Baca juga: Panduan Ukuran Kertas Lengkap A4 sampai KTP Berdasarkan Standar ISO

Risiko dan Kekurangan yang Perlu Kamu Tahu

1. Masa “Transition Period” Bisa Berat

Kalau tiba-tiba berhenti pakai sampo, kulit kepala biasanya bereaksi dengan memproduksi minyak berlebihan selama beberapa minggu. 

Makanya banyak orang bilang rambutnya terlihat super berminyak di awal, sebelum sebum mulai stabil lagi.

2. Build-up dan Bau

Tanpa sampo, kotoran, debu, atau pun produk styling bisa menumpuk lebih cepat. 

Akibatnya, rambut bisa berbau atau bahkan jadi tempat bakteri berkembang.

Baca juga: Amalan Jumat Terakhir Bulan Rajab 16 Januari 2026, Lengkap dengan Keutamaannya

3. Tidak Cocok Buat Semua Orang

Setiap kulit kepala berbeda. Kalau Kamu punya kulit kepala yang sangat berminyak atau tinggal di daerah polusi tinggi, no-poo justru bisa menambah masalah di kulit kepala.

4. Belum Ada Bukti Ilmiah Kuat

Sampai sekarang, klaim bahwa rambut jadi lebih sehat secara ilmiah belum didukung penelitian besar. 

Sebagian besar bukti cuma berasal dari pengalaman pribadi orang-orang yang mencoba metode ini.

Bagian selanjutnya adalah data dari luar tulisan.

//! Event boundaries.
//!
//! An event starts and ends on a calendar date. A boundary that also carries a
//! clock time is a timestamp in the calendar's time zone; one without is an
//! all-day boundary. [`EventBoundary`] keeps both shapes in one type so the
//! transformer can map them to and from the remote `date` / `dateTime` pair.

use chrono::{DateTime, LocalResult, NaiveDate, NaiveDateTime, NaiveTime, TimeZone};
use chrono_tz::Tz;
use serde::{Deserialize, Serialize};

use crate::error::ValidationError;

/// The start or end of an event.
#[derive(Debug, Clone, Copy, PartialEq, Eq, Hash, Serialize, Deserialize)]
pub struct EventBoundary {
    /// Calendar date, always present.
    pub date: NaiveDate,
    /// Wall-clock time in the calendar zone, absent for all-day boundaries.
    pub time: Option<NaiveTime>,
}

impl EventBoundary {
    /// Creates an all-day boundary.
    pub fn all_day(date: NaiveDate) -> Self {
        Self { date, time: None }
    }

    /// Creates a timed boundary.
    pub fn timed(date: NaiveDate, time: NaiveTime) -> Self {
        Self {
            date,
            time: Some(time),
        }
    }

    /// Splits an instant into the date and wall time it has in `tz`.
    pub fn from_instant<O: TimeZone>(instant: &DateTime<O>, tz: Tz) -> Self {
        let local = instant.with_timezone(&tz);
        Self::timed(local.date_naive(), local.time())
    }

    /// Returns `true` if this boundary has no time of day.
    pub fn is_all_day(&self) -> bool {
        self.time.is_none()
    }

    /// Fails for a timed boundary whose wall time falls in a daylight-saving
    /// gap of `tz`. All-day boundaries always exist.
    pub fn check_exists_in(&self, tz: Tz) -> Result<(), ValidationError> {
        let Some(time) = self.time else {
            return Ok(());
        };
        match tz.from_local_datetime(&self.date.and_time(time)) {
            LocalResult::None => Err(ValidationError::NonexistentLocalTime {
                date: self.date,
                time,
                zone: tz.name().to_string(),
            }),
            _ => Ok(()),
        }
    }

    /// Returns the zoned timestamp for a timed boundary.
    ///
    /// Ambiguous wall times (clocks falling back) resolve to the earlier
    /// instant. Saves reject wall times inside a DST gap (see
    /// [`check_exists_in`](Self::check_exists_in)); should one reach this
    /// point anyway it is read as UTC wall time.
    pub fn to_zoned(&self, tz: Tz) -> Option<DateTime<Tz>> {
        let time = self.time?;
        Some(localize(tz, self.date.and_time(time)))
    }
}

fn localize(tz: Tz, naive: NaiveDateTime) -> DateTime<Tz> {
    match tz.from_local_datetime(&naive) {
        LocalResult::Single(dt) => dt,
        LocalResult::Ambiguous(earliest, _) => earliest,
        LocalResult::None => tz.from_utc_datetime(&naive),
    }
}

#[cfg(test)]
mod tests {
    use super::*;
    use chrono::{FixedOffset, Offset, Timelike};

    fn date(y: i32, m: u32, d: u32) -> NaiveDate {
        NaiveDate::from_ymd_opt(y, m, d).unwrap()
    }

    #[test]
    fn all_day_has_no_zoned_instant() {
        let boundary = EventBoundary::all_day(date(2024, 6, 1));
        assert!(boundary.is_all_day());
        assert!(boundary.to_zoned(Tz::UTC).is_none());
    }

    #[test]
    fn instant_is_split_in_calendar_zone() {
        let instant = DateTime::parse_from_rfc3339("2024-06-01T18:00:00Z").unwrap();

        let utc = EventBoundary::from_instant(&instant, Tz::UTC);
        assert_eq!(utc.date, date(2024, 6, 1));
        assert_eq!(utc.time, NaiveTime::from_hms_opt(18, 0, 0));

        // 18:00 UTC is 04:00 the next day in Sydney (AEST, +10:00).
        let sydney = EventBoundary::from_instant(&instant, chrono_tz::Australia::Sydney);
        assert_eq!(sydney.date, date(2024, 6, 2));
        assert_eq!(sydney.time.unwrap().hour(), 4);
    }

    #[test]
    fn zoned_keeps_offset() {
        let boundary =
            EventBoundary::timed(date(2024, 6, 1), NaiveTime::from_hms_opt(9, 30, 0).unwrap());
        let zoned = boundary.to_zoned(chrono_tz::Europe::Paris).unwrap();
        assert_eq!(
            zoned.offset().fix(),
            FixedOffset::east_opt(2 * 3600).unwrap()
        );
        assert_eq!(
            EventBoundary::from_instant(&zoned, chrono_tz::Europe::Paris),
            boundary
        );
    }

    #[test]
    fn ambiguous_wall_time_round_trips() {
        // 02:30 happens twice in Paris on 2024-10-27.
        let boundary =
            EventBoundary::timed(date(2024, 10, 27), NaiveTime::from_hms_opt(2, 30, 0).unwrap());
        let zoned = boundary.to_zoned(chrono_tz::Europe::Paris).unwrap();
        assert_eq!(
            EventBoundary::from_instant(&zoned, chrono_tz::Europe::Paris),
            boundary
        );
    }

    #[test]
    fn gap_wall_time_does_not_exist() {
        // 02:30 does not exist in Paris on 2024-03-31.
        let gap =
            EventBoundary::timed(date(2024, 3, 31), NaiveTime::from_hms_opt(2, 30, 0).unwrap());
        let err = gap.check_exists_in(chrono_tz::Europe::Paris).unwrap_err();
        assert_eq!(
            err.to_string(),
            "2024-03-31 02:30:00 does not exist in Europe/Paris; the clocks skip over it."
        );

        assert!(gap.check_exists_in(Tz::UTC).is_ok());
        assert!(EventBoundary::all_day(date(2024, 3, 31))
            .check_exists_in(chrono_tz::Europe::Paris)
            .is_ok());

        // Repeated wall times exist, twice.
        let repeated =
            EventBoundary::timed(date(2024, 10, 27), NaiveTime::from_hms_opt(2, 30, 0).unwrap());
        assert!(repeated.check_exists_in(chrono_tz::Europe::Paris).is_ok());
    }
}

Pandangan Ilmiah dan Microbiome Kulit

Kalau dilihat dari sisi science terbaru, kulit dan kulit kepala punya komunitas mikroba sendiri yang disebut microbiome. 

Baca juga: 35 Ucapan Isra Miraj 2026 Penuh Doa, Hikmah, dan Keberkahan

Kalau kita terlalu sering pakai shampoo keras, keseimbangan mikroba ini bisa terganggu dan justru bikin kulit kering, iritasi, atau ruam.

Konsepnya mirip seperti gut microbiome, ada “bakteri baik” yang bantu kulit tetap sehat. Jadi kalau mandi atau keramas terlalu agresif, kita sebenarnya mengganggu pertahanan alami tubuh sendiri.

Harus Coba atau Nggak Keramas Tanpa Sampo (No-Poo)?

Boleh banget dicoba, apalagi kalau Kamu ingin mengurangi bahan kimia dan bikin rambut lebih alami. 

Tapi jangan kaget kalau awal-awal rambut terlihat lepek atau berminyak, itu normal karena kulit kepala sedang menyesuaikan diri. 

Baca juga: Nemawashi, Cara Jepang "Menyingkirkan" Pohon untuk Ruang Pembangunan

Kalau Kamu punya kulit kepala sensitif atau kondisi seperti seborrhoeic dermatitis, sebaiknya konsultasi dulu ke dermatolog sebelum mencoba.

Intinya, kesehatan tubuh bukan soal tren, tapi soal apa yang paling cocok buat Kamu. 

Yang paling penting adalah kenali tipe kulit dan kebutuhanmu, lalu pilih rutinitas mandi dan keramas yang paling sesuai!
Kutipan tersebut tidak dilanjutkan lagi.